#### [Brief]
Report how many lines in the records below hold the word "Auto". Add nothing to the number.

(Stored records)
============================================================
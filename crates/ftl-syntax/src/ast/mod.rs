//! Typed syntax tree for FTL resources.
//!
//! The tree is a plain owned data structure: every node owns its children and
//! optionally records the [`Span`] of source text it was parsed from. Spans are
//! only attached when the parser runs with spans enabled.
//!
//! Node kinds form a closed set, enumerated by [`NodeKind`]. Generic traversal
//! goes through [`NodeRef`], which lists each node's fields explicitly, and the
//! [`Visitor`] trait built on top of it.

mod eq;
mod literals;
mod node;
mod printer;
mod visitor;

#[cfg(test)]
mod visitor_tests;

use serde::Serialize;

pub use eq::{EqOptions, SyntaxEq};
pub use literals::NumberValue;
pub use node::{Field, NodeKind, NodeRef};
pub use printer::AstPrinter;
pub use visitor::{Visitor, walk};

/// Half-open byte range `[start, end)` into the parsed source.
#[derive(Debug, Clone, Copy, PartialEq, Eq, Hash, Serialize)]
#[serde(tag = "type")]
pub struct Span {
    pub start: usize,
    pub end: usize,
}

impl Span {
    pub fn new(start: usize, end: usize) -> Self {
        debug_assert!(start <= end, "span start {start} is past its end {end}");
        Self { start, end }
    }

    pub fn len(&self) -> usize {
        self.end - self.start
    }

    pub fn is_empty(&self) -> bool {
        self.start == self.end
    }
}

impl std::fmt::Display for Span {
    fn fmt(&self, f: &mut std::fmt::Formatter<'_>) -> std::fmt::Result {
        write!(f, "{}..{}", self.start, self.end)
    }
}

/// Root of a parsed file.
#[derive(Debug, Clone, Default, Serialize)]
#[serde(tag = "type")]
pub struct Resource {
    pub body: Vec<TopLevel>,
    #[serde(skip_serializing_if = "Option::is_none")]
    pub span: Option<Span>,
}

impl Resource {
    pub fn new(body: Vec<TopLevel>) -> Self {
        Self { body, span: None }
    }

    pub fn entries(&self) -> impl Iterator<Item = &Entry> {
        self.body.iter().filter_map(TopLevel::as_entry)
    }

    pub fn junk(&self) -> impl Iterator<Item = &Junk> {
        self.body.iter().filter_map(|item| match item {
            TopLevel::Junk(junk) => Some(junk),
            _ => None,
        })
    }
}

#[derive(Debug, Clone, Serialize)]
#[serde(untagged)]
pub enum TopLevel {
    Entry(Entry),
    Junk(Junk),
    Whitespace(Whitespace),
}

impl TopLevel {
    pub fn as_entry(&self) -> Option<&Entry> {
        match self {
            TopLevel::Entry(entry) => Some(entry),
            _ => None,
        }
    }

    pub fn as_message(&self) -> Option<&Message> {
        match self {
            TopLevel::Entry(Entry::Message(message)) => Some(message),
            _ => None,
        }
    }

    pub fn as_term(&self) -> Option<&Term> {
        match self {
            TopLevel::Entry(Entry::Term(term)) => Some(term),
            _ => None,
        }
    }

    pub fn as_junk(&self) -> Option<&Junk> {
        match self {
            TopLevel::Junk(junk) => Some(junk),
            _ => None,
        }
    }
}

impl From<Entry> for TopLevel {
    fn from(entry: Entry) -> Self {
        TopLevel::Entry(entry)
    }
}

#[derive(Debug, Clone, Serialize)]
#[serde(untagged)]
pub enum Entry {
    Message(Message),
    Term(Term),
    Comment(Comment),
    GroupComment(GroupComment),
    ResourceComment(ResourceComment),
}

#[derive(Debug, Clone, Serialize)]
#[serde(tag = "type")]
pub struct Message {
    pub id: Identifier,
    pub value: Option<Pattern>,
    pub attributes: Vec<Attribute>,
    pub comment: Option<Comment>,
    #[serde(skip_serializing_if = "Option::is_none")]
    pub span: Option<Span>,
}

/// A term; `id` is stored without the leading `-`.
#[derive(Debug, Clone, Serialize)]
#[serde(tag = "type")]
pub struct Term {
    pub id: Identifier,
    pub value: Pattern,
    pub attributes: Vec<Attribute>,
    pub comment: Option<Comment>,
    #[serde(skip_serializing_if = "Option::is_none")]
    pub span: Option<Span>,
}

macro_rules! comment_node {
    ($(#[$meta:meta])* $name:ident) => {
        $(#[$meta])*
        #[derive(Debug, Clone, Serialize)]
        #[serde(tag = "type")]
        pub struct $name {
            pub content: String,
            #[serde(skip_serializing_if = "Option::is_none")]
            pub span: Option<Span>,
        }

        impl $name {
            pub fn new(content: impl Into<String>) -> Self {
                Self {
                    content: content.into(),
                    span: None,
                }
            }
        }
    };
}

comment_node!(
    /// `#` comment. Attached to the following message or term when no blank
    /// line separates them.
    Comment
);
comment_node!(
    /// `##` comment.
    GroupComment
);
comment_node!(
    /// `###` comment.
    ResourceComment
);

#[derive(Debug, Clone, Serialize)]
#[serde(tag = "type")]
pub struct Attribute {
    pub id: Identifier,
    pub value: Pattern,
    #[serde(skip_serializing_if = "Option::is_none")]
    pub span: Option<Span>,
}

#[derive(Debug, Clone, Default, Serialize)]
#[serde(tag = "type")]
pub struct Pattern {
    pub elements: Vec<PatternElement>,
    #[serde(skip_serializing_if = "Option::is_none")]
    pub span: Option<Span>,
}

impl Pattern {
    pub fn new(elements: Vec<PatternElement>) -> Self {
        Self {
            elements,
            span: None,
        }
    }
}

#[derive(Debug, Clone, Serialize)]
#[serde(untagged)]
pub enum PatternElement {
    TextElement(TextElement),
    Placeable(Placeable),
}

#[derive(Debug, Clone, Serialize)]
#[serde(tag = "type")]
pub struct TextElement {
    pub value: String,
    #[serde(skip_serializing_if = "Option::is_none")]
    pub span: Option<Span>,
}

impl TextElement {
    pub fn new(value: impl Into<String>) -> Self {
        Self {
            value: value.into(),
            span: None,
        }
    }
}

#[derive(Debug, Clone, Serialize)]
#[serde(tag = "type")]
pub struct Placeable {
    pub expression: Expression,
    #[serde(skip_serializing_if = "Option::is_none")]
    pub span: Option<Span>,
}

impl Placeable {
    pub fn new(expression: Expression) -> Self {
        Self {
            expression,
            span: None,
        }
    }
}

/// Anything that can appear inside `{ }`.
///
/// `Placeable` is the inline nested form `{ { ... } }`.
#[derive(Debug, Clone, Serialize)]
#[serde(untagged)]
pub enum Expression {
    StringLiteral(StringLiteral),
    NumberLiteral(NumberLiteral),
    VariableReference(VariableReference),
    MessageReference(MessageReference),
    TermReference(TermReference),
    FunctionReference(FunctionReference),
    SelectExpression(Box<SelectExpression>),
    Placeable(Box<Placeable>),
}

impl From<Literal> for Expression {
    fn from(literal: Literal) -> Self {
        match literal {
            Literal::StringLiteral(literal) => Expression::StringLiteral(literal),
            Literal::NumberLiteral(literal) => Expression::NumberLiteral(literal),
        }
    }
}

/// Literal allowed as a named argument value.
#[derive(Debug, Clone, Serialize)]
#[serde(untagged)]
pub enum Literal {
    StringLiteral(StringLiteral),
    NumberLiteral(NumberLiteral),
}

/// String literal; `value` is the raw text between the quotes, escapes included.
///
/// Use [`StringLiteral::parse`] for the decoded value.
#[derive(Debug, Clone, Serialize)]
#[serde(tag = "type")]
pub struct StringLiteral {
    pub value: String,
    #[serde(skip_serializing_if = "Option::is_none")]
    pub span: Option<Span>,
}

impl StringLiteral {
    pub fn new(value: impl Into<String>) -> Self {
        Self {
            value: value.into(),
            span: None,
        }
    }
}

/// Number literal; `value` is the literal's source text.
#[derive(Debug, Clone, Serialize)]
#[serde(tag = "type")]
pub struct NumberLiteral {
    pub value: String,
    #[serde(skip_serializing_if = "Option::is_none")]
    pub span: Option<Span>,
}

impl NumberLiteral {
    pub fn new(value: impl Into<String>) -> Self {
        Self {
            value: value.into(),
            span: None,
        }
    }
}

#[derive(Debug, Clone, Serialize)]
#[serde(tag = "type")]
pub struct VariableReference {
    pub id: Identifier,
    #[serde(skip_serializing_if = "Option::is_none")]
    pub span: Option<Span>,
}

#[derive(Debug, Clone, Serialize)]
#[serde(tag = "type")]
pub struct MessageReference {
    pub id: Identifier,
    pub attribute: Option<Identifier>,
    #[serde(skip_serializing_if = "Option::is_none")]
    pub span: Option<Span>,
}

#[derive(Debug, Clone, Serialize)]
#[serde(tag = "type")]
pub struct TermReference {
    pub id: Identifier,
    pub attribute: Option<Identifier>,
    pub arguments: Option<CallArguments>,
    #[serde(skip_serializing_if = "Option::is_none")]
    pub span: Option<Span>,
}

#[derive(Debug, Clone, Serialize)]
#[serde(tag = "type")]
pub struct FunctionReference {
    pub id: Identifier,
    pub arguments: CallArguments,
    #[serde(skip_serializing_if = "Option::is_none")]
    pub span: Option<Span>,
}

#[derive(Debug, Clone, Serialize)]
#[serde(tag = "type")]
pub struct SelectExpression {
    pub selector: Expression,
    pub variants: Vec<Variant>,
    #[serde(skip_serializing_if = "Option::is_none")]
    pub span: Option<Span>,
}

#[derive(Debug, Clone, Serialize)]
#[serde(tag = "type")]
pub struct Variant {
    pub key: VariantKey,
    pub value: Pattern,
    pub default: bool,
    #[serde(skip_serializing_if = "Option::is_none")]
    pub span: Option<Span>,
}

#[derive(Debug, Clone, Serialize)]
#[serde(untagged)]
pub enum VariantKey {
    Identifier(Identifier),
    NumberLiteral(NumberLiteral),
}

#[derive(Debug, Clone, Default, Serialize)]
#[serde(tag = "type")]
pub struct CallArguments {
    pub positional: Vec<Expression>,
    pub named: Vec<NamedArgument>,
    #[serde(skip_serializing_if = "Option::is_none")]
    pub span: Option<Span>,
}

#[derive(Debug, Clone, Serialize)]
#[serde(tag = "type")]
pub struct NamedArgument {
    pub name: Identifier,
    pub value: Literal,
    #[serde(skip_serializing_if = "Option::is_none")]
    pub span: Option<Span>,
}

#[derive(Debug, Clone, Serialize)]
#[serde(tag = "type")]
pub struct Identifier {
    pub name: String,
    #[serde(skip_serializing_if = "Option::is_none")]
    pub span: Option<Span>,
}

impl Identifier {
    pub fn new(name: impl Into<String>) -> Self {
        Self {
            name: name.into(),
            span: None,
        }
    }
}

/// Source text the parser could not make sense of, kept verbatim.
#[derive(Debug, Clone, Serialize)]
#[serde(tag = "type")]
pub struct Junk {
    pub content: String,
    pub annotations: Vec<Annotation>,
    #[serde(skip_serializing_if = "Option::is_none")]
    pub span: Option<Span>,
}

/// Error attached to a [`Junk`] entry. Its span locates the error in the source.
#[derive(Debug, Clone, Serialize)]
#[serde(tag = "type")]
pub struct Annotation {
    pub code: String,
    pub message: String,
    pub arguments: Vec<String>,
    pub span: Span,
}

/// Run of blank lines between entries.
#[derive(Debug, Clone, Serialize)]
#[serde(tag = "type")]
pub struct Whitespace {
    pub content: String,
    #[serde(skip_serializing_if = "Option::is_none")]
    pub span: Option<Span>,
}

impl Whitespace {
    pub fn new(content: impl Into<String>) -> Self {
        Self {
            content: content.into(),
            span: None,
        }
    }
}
============================================================
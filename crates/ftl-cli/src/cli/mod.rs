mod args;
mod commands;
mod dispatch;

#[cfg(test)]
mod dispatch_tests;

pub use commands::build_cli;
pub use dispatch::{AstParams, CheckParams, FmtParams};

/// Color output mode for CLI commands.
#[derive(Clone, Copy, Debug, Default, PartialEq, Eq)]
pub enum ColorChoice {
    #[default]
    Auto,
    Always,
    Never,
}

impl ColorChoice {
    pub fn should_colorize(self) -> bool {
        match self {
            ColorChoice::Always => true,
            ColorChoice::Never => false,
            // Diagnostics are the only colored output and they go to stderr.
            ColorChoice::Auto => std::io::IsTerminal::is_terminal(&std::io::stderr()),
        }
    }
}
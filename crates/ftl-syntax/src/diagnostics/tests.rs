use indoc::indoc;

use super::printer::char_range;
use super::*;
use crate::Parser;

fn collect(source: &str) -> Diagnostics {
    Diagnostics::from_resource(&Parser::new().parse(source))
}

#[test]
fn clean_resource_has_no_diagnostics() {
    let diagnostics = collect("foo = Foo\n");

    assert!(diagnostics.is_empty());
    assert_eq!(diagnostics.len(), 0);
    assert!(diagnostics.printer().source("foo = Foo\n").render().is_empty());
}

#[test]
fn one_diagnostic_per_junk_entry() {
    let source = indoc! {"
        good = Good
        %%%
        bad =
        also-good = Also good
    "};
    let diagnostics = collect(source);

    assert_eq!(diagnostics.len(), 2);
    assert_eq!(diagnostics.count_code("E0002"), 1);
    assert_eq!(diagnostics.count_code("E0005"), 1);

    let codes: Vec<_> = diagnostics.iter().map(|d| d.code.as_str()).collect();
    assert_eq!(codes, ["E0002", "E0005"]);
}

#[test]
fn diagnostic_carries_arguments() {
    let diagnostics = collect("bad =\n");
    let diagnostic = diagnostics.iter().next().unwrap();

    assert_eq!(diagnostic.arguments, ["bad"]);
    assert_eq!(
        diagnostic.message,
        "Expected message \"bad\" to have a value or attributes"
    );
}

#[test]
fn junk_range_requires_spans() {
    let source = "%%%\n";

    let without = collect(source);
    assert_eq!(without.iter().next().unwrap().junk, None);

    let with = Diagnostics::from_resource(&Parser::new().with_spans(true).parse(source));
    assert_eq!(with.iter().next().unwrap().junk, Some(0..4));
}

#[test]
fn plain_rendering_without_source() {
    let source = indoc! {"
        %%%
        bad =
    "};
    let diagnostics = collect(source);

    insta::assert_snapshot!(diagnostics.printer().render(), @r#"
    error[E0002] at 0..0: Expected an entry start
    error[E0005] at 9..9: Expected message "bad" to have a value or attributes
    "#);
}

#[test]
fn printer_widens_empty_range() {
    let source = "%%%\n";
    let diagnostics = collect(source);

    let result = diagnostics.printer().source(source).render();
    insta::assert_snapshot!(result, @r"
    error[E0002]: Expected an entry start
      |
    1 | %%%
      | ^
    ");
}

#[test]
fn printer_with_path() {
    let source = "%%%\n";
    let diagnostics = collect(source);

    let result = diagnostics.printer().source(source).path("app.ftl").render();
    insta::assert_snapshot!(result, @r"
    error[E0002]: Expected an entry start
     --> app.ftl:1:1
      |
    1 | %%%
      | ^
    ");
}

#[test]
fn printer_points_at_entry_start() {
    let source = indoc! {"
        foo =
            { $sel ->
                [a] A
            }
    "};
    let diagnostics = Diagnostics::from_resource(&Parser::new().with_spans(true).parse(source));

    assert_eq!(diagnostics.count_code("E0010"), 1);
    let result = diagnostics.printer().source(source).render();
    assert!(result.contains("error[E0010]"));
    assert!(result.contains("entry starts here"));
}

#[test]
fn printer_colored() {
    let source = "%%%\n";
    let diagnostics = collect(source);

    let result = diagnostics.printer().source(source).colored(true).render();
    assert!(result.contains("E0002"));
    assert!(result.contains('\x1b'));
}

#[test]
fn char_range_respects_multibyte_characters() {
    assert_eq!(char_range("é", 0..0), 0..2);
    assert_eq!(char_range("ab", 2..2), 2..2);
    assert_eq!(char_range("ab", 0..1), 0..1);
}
============================================================
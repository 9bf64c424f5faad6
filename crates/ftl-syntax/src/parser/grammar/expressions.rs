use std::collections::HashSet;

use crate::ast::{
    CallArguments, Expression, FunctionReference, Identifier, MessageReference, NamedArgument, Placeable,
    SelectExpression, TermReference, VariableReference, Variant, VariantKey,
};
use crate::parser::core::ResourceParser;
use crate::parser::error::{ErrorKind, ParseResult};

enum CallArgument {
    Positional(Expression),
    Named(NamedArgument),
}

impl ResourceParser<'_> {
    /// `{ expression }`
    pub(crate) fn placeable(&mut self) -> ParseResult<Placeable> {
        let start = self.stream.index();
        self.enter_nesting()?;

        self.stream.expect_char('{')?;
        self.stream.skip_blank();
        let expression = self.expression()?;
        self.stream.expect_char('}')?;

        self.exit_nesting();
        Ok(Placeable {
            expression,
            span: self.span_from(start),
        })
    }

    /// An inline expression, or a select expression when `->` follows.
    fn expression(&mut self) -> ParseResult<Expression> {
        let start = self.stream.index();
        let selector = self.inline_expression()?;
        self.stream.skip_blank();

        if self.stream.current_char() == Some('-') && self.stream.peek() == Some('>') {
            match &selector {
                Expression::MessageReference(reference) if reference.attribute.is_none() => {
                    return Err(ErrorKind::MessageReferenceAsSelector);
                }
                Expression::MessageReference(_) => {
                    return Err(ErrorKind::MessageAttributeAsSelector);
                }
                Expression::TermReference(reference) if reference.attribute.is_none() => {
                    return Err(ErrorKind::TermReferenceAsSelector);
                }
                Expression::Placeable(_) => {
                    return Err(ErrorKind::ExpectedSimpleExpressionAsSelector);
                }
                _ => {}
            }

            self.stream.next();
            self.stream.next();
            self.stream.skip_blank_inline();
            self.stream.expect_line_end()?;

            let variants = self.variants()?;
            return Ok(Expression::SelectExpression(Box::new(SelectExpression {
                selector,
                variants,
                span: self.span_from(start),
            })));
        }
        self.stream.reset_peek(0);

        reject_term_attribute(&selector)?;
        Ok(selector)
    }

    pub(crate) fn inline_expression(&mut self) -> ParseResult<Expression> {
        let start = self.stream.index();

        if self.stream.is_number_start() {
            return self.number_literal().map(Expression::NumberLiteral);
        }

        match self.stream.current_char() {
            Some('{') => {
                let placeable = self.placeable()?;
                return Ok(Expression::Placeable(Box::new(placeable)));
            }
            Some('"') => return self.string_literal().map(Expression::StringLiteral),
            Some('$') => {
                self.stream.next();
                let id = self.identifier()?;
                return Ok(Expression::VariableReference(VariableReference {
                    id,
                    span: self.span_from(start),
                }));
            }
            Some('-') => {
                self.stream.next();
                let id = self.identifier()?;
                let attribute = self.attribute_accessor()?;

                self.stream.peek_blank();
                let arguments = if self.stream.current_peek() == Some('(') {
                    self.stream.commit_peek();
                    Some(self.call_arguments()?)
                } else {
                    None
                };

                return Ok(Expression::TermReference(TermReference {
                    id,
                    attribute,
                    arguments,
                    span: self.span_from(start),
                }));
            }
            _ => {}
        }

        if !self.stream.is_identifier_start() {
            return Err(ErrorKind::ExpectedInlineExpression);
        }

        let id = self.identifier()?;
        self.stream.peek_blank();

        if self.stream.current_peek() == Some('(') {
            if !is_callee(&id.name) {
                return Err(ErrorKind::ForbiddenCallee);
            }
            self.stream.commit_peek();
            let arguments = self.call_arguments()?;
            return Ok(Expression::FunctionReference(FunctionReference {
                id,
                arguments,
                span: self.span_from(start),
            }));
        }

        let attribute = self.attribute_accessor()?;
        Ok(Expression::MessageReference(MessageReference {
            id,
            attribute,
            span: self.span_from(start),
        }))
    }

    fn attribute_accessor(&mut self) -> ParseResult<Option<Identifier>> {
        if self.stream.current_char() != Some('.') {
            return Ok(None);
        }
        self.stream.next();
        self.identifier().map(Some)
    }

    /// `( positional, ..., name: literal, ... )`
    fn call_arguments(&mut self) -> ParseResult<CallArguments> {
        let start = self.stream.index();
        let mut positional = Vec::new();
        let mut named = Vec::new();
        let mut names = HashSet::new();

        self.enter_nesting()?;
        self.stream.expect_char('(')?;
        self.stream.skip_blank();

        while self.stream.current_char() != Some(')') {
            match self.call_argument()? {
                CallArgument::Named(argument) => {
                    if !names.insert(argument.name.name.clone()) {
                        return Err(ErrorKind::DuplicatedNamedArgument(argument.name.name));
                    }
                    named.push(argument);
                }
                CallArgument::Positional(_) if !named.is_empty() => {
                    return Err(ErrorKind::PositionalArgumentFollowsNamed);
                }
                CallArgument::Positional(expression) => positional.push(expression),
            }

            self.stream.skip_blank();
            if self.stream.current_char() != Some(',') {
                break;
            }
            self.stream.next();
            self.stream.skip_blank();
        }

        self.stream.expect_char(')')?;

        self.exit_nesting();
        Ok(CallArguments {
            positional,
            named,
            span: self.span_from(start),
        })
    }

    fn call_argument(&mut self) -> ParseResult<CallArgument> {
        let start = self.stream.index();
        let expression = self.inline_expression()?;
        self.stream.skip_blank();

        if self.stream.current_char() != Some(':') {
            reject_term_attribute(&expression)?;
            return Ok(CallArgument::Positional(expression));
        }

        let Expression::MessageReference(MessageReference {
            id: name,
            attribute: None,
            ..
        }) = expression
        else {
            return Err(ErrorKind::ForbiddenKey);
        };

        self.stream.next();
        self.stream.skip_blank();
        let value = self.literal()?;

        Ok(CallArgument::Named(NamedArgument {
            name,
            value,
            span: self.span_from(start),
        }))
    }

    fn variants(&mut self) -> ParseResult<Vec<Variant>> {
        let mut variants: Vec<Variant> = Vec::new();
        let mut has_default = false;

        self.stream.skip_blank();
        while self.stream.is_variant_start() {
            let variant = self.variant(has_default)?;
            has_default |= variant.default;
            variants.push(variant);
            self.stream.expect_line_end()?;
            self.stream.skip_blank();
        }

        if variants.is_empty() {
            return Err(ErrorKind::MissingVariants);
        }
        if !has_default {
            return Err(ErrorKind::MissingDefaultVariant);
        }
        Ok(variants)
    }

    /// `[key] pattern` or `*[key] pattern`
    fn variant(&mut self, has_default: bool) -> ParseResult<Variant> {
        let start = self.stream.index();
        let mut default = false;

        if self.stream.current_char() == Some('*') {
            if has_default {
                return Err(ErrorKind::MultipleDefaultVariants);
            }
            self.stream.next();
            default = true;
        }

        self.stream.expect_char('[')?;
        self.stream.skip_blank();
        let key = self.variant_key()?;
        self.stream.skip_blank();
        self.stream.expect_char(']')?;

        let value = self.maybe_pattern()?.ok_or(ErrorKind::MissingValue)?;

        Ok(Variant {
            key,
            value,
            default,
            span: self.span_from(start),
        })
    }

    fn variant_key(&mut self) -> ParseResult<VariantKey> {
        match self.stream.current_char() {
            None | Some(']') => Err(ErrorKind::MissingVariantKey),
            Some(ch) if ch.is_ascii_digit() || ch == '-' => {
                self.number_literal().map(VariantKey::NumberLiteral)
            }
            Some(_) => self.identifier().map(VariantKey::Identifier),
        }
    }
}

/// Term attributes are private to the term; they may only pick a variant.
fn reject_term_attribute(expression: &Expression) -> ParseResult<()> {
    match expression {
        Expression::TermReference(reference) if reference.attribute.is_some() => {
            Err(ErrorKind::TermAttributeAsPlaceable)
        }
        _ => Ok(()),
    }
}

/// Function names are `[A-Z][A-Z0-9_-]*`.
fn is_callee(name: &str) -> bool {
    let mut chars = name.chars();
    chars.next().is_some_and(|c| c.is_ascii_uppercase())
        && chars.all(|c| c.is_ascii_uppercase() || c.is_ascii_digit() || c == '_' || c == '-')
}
============================================================
#### [Your response]
2